[[ Entries shown open ]]

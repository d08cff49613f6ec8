//! Format-independent readers over `object::File`.

use object::{Object, ObjectKind, ObjectSection, ObjectSymbol, SectionKind, SymbolKind};

use super::dwarf::{self, DebugInfo};
use super::reader::Artifact;
use super::types::{
    Architecture, ExtractError, ExtractResult, FileKind, SectionFlags, SectionInfo, SymbolBinding,
    SymbolInfo,
};

/// Parse `data` as an object file, attributing errors to `artifact`'s path.
pub fn parse_object<'a>(artifact: &Artifact, data: &'a [u8]) -> ExtractResult<object::File<'a>> {
    object::File::parse(data).map_err(|e| ExtractError::from_object(artifact.path(), &e))
}

/// Symbols from the static table, falling back to the dynamic table for
/// stripped files.
pub fn object_symbols<'data>(file: &object::File<'data>) -> Vec<SymbolInfo> {
    let mut symbols: Vec<SymbolInfo> = file.symbols().filter_map(|s| convert_symbol(&s)).collect();
    if symbols.is_empty() {
        symbols = file
            .dynamic_symbols()
            .filter_map(|s| convert_symbol(&s))
            .collect();
    }
    symbols
}

fn convert_symbol<'data, S>(symbol: &S) -> Option<SymbolInfo>
where
    S: ObjectSymbol<'data>,
{
    if matches!(symbol.kind(), SymbolKind::Section | SymbolKind::File) {
        return None;
    }
    let name = symbol.name().ok()?;
    if name.is_empty() {
        return None;
    }
    let binding = if symbol.is_weak() {
        SymbolBinding::Weak
    } else if symbol.is_global() {
        SymbolBinding::Global
    } else {
        SymbolBinding::Local
    };
    Some(SymbolInfo {
        name: name.to_string(),
        address: symbol.address(),
        size: symbol.size(),
        binding,
        is_defined: !symbol.is_undefined(),
        section_index: symbol.section_index().map(|i| i.0),
    })
}

/// Section headers with normalized flags.
pub fn object_sections<'data>(file: &object::File<'data>) -> Vec<SectionInfo> {
    file.sections()
        .map(|section| SectionInfo {
            name: section.name().unwrap_or_default().to_string(),
            address: section.address(),
            file_offset: section.file_range().map(|(offset, _)| offset),
            size: section.size(),
            flags: section_flags(section.flags(), section.kind()),
        })
        .collect()
}

fn section_flags(flags: object::SectionFlags, kind: SectionKind) -> SectionFlags {
    match flags {
        object::SectionFlags::Elf { sh_flags } => SectionFlags {
            executable: sh_flags & u64::from(object::elf::SHF_EXECINSTR) != 0,
            writable: sh_flags & u64::from(object::elf::SHF_WRITE) != 0,
            alloc: sh_flags & u64::from(object::elf::SHF_ALLOC) != 0,
        },
        object::SectionFlags::Coff { characteristics } => SectionFlags {
            executable: characteristics & object::pe::IMAGE_SCN_MEM_EXECUTE != 0,
            writable: characteristics & object::pe::IMAGE_SCN_MEM_WRITE != 0,
            alloc: characteristics & object::pe::IMAGE_SCN_MEM_DISCARDABLE == 0,
        },
        object::SectionFlags::MachO { flags } => SectionFlags {
            executable: flags
                & (object::macho::S_ATTR_PURE_INSTRUCTIONS | object::macho::S_ATTR_SOME_INSTRUCTIONS)
                != 0,
            writable: matches!(
                kind,
                SectionKind::Data | SectionKind::UninitializedData | SectionKind::Tls
            ),
            alloc: !matches!(kind, SectionKind::Debug | SectionKind::Metadata),
        },
        _ => SectionFlags {
            executable: kind == SectionKind::Text,
            writable: matches!(kind, SectionKind::Data | SectionKind::UninitializedData),
            alloc: !matches!(kind, SectionKind::Debug | SectionKind::Metadata | SectionKind::Other),
        },
    }
}

/// Architecture of a single (non-fat) object.
pub fn object_architecture<'data>(file: &object::File<'data>) -> Architecture {
    Architecture::from_object(file.architecture(), file.is_64(), file.is_little_endian())
}

/// File kind from the object header.
pub fn object_file_kind<'data>(file: &object::File<'data>) -> FileKind {
    match file.kind() {
        ObjectKind::Relocatable => FileKind::Object,
        ObjectKind::Executable => FileKind::Executable,
        ObjectKind::Dynamic => FileKind::SharedLibrary,
        _ => FileKind::Unknown,
    }
}

/// Lowercase hex rendering of raw identifier bytes.
pub fn hex(bytes: &[u8]) -> String {
    let mut out = String::with_capacity(bytes.len() * 2);
    for b in bytes {
        out.push_str(&format!("{b:02x}"));
    }
    out
}

/// DWARF contents, mapped onto the extraction error type.
pub fn debug_info<'data>(
    artifact: &Artifact,
    file: &object::File<'data>,
) -> ExtractResult<DebugInfo> {
    dwarf::read_debug_info(file)
        .map_err(|e| ExtractError::malformed(artifact.path(), format!("DWARF: {e}")))
}
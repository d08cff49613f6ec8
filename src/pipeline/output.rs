//! Output handling for generated documents and reports.

use anyhow::{Context, Result};
use std::io::Write;
use std::path::PathBuf;

/// Target for output - either stdout or a file
#[derive(Debug, Clone, PartialEq, Eq)]
pub enum OutputTarget {
    /// Write to stdout
    Stdout,
    /// Write to a file
    File(PathBuf),
}

impl OutputTarget {
    /// Create output target from optional path
    #[must_use]
    pub fn from_option(path: Option<PathBuf>) -> Self {
        path.map_or(Self::Stdout, Self::File)
    }
}

/// Write output to the target (stdout or file)
pub fn write_output(content: &str, target: &OutputTarget, quiet: bool) -> Result<()> {
    match target {
        OutputTarget::Stdout => {
            let mut stdout = std::io::stdout().lock();
            stdout
                .write_all(content.as_bytes())
                .and_then(|()| {
                    if content.ends_with('\n') {
                        Ok(())
                    } else {
                        stdout.write_all(b"\n")
                    }
                })
                .context("Failed to write to stdout")
        }
        OutputTarget::File(path) => {
            std::fs::write(path, content)
                .with_context(|| format!("Failed to write output to {}", path.display()))?;
            if !quiet {
                tracing::info!("written to {}", path.display());
            }
            Ok(())
        }
    }
}

#[cfg(test)]
mod tests {
    use super::*;

    #[test]
    fn test_output_target_from_option() {
        assert_eq!(OutputTarget::from_option(None), OutputTarget::Stdout);
        let path = PathBuf::from("/tmp/out.json");
        assert_eq!(
            OutputTarget::from_option(Some(path.clone())),
            OutputTarget::File(path)
        );
    }

    #[test]
    fn test_write_output_to_file() {
        let tmp = tempfile::TempDir::new().unwrap();
        let path = tmp.path().join("doc.json");
        write_output("{}", &OutputTarget::File(path.clone()), true).unwrap();
        assert_eq!(std::fs::read_to_string(path).unwrap(), "{}");
    }
}
#![cfg_attr(docsrs, feature(doc_cfg))]

//! # folio-planner
//!
//! Turns validated page descriptors into build plans for an external bundler.
//!
//! The planner decides which bundles exist, which modules are shared between
//! pages and which chunks each page's document references. It compiles nothing
//! and writes nothing: module reachability comes from a
//! [`DependencyGraph`](folio_graph::DependencyGraph) and documents are produced
//! by a [`DocumentEmitter`].
//!
//! ## Quick Start
//!
//! ```rust
//! use folio_config::{BuildMode, BuildOptions, EnvConfig, Environment, FolioConfig};
//! use folio_graph::{ModuleGraph, ModuleId};
//! use folio_planner::{PageEmissionAdapter, PlanAssembler};
//! use serde_json::json;
//!
//! # fn main() -> Result<(), Box<dyn std::error::Error>> {
//! let config = FolioConfig::from_value(json!({
//!     "pages": [
//!         { "title": "Demo", "entry": { "app": "main.js" } },
//!         { "title": "Another", "path": "another", "entry": { "another": "another.js" } }
//!     ]
//! }))?;
//! let pages = config.page_descriptors()?;
//!
//! let graph = ModuleGraph::new();
//! graph.add_dependency(ModuleId::new("main.js")?, ModuleId::new("shared.js")?);
//! graph.add_dependency(ModuleId::new("another.js")?, ModuleId::new("shared.js")?);
//!
//! let plans = PlanAssembler::new(&graph).assemble(
//!     &pages,
//!     &BuildOptions::default(),
//!     &EnvConfig::new(Environment::Production),
//!     BuildMode::Shared,
//! )?;
//!
//! let requests = PageEmissionAdapter::requests(&plans);
//! assert_eq!(requests[1].document_path, "another/index.html");
//! assert_eq!(requests[1].chunk_names(), vec!["runtime", "common", "another"]);
//! # Ok(())
//! # }
//! ```
//!
//! ## Modes
//!
//! - [`BuildMode::Isolated`](folio_config::BuildMode::Isolated): one self-contained
//!   [`IsolatedPlan`] per page, planned in parallel, each with its own runtime and manifest.
//! - [`BuildMode::Shared`](folio_config::BuildMode::Shared): one [`UnifiedPlan`] with a
//!   single runtime, shared chunks chosen by the [`Classifier`] and a chunk allow-list per page.

pub mod assemble;
pub mod chunk;
pub mod classify;
pub mod emit;
pub mod error;
pub mod plan;
pub mod policy;


pub use assemble::PlanAssembler;
pub use chunk::{ChunkDescriptor, ChunkKind, ChunkRef};
pub use classify::{Classification, Classifier, PageReach};
pub use emit::{DocumentEmitter, DocumentRequest, EmittedDocument, PageEmissionAdapter};
pub use error::{EngineError, PlanError, Result};
pub use plan::{BuildPlan, IsolatedPlan, ManifestScope, PageDocument, PlanSet, UnifiedPlan};
pub use policy::{ChunkRule, ModuleContext, SharePredicate, predicates};
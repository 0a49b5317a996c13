use std::path::PathBuf;

use thiserror::Error;

use crate::module_id::{ModuleId, ModuleIdError};

pub type Result<T> = std::result::Result<T, GraphError>;

#[derive(Debug, Error)]
pub enum GraphError {
    #[error(transparent)]
    InvalidModuleId(#[from] ModuleIdError),

    #[error("entry module '{id}' is not part of the dependency graph")]
    UnknownEntry { id: ModuleId },

    #[error("invalid graph manifest {}: {message}", path.as_ref().map(|p| p.display().to_string()).unwrap_or_else(|| "<inline>".to_string()))]
    Manifest {
        path: Option<PathBuf>,
        message: String,
    },

    #[error("I/O error: {0}")]
    Io(#[from] std::io::Error),
}
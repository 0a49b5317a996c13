//! `folio check`: validate the configuration without planning.

use folio_config::{ConfigValidator, Environment, FsValidator, SchemaValidator};

use crate::cli::CheckArgs;
use crate::commands::utils;
use crate::error::Result;
use crate::ui;

/// Validate the config and every environment profile.
///
/// With `--fs`, entry modules and template files must also exist under the root.
pub fn execute(args: CheckArgs) -> Result<()> {
    let config = utils::load_config(&args.root, args.config.as_deref())?;

    if args.fs {
        FsValidator::new(&args.root).validate(&config)?;
    } else {
        SchemaValidator.validate(&config)?;
    }

    for environment in [Environment::Development, Environment::Production] {
        let resolved = config.materialize(environment)?;
        tracing::debug!(
            %environment,
            mode = %resolved.mode,
            out_dir = %resolved.build.out_dir.display(),
            "profile resolves"
        );
    }

    ui::success(&format!(
        "Configuration is valid ({} page(s))",
        config.pages.len()
    ));
    Ok(())
}
use std::borrow::Borrow;
use std::fmt;
use std::path::Path;

use path_clean::PathClean;
use serde::{Deserialize, Deserializer, Serialize, Serializer};
use thiserror::Error;

const VIRTUAL_PREFIX: &str = "virtual:";

/// Identifier for a module in a page's dependency graph.
///
/// Identifiers are lexically cleaned (`./src/../src/a.js` becomes `src/a.js`) and use
/// `/` separators on every platform, so the same module reached through different
/// spellings compares equal. Nothing is resolved against the filesystem: the ids come
/// from an external bundler and may not exist on disk. Virtual modules
/// (`virtual:...`) are kept verbatim.
#[derive(Debug, Clone, PartialEq, Eq, PartialOrd, Ord, Hash)]
pub struct ModuleId(String);

#[derive(Debug, Error, PartialEq, Eq)]
pub enum ModuleIdError {
    #[error("module id cannot be empty")]
    EmptyPath,
}

impl ModuleId {
    pub fn new(path: impl AsRef<str>) -> Result<Self, ModuleIdError> {
        let raw = path.as_ref().trim();

        if raw.is_empty() {
            return Err(ModuleIdError::EmptyPath);
        }

        if raw.starts_with(VIRTUAL_PREFIX) {
            return Ok(Self(raw.to_string()));
        }

        let unified = raw.replace('\\', "/");
        let cleaned = Path::new(&unified).clean();
        let text = cleaned.to_string_lossy().replace('\\', "/");

        if text.is_empty() || text == "." {
            return Err(ModuleIdError::EmptyPath);
        }

        Ok(Self(text))
    }

    pub fn as_str(&self) -> &str {
        &self.0
    }

    /// Returns `true` if one of the path segments equals `segment`
    /// (`node_modules/react/index.js` has segment `node_modules`).
    pub fn has_segment(&self, segment: &str) -> bool {
        !segment.is_empty() && self.0.split('/').any(|part| part == segment)
    }
}

impl fmt::Display for ModuleId {
    fn fmt(&self, f: &mut fmt::Formatter<'_>) -> fmt::Result {
        f.write_str(&self.0)
    }
}

impl Borrow<str> for ModuleId {
    fn borrow(&self) -> &str {
        &self.0
    }
}

impl TryFrom<&str> for ModuleId {
    type Error = ModuleIdError;

    fn try_from(value: &str) -> Result<Self, Self::Error> {
        ModuleId::new(value)
    }
}

impl Serialize for ModuleId {
    fn serialize<S>(&self, serializer: S) -> Result<S::Ok, S::Error>
    where
        S: Serializer,
    {
        serializer.serialize_str(&self.0)
    }
}

impl<'de> Deserialize<'de> for ModuleId {
    fn deserialize<D>(deserializer: D) -> Result<Self, D::Error>
    where
        D: Deserializer<'de>,
    {
        let value = String::deserialize(deserializer)?;
        ModuleId::new(value).map_err(serde::de::Error::custom)
    }
}
//! JSON graph manifests.
//!
//! An external bundler describes its module graph as a map from module id to the
//! ids it imports:
//!
//! ```json
//! { "modules": { "main.js": ["shared.js", "node_modules/react/index.js"] } }
//! ```

use std::collections::BTreeMap;
use std::fs;
use std::path::Path;

use serde::{Deserialize, Serialize};

use crate::error::{GraphError, Result};
use crate::memory::ModuleGraph;
use crate::module_id::ModuleId;

#[derive(Debug, Clone, Default, PartialEq, Eq, Serialize, Deserialize)]
pub struct GraphManifest {
    #[serde(default)]
    pub modules: BTreeMap<String, Vec<String>>,
}

impl GraphManifest {
    pub fn from_json_str(content: &str) -> Result<Self> {
        serde_json::from_str(content).map_err(|err| GraphError::Manifest {
            path: None,
            message: err.to_string(),
        })
    }

    pub fn from_path(path: impl AsRef<Path>) -> Result<Self> {
        let path = path.as_ref();
        let content = fs::read_to_string(path)?;
        serde_json::from_str(&content).map_err(|err| GraphError::Manifest {
            path: Some(path.to_path_buf()),
            message: err.to_string(),
        })
    }

    /// Build an in-memory graph. Imported modules without their own entry become leaves.
    pub fn into_graph(self) -> Result<ModuleGraph> {
        let graph = ModuleGraph::new();
        for (module, imports) in self.modules {
            let from = ModuleId::new(&module)?;
            let targets = imports
                .iter()
                .map(ModuleId::new)
                .collect::<std::result::Result<Vec<_>, _>>()?;
            graph.add_dependencies(from, targets);
        }
        tracing::debug!(modules = graph.len(), "loaded graph manifest");
        Ok(graph)
    }
}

[[ Entries shown closed ]]

What to produce
All that is needed is the opening run of the data, given again exactly: please include every line from the first through the line with "pub fn object_symbols<'data>(file: &object::File<'data>)", both ends kept.

Exercise output
repository d08cff49613f6ec8
//! Format-independent readers over `object::File`.

use object::{Object, ObjectKind, ObjectSection, ObjectSymbol, SectionKind, SymbolKind};

use super::dwarf::{self, DebugInfo};
use super::reader::Artifact;
use super::types::{
    Architecture, ExtractError, ExtractResult, FileKind, SectionFlags, SectionInfo, SymbolBinding,
    SymbolInfo,
};

/// Parse `data` as an object file, attributing errors to `artifact`'s path.
pub fn parse_object<'a>(artifact: &Artifact, data: &'a [u8]) -> ExtractResult<object::File<'a>> {
    object::File::parse(data).map_err(|e| ExtractError::from_object(artifact.path(), &e))
}

/// Symbols from the static table, falling back to the dynamic table for
/// stripped files.
pub fn object_symbols<'data>(file: &object::File<'data>) -> Vec<SymbolInfo> {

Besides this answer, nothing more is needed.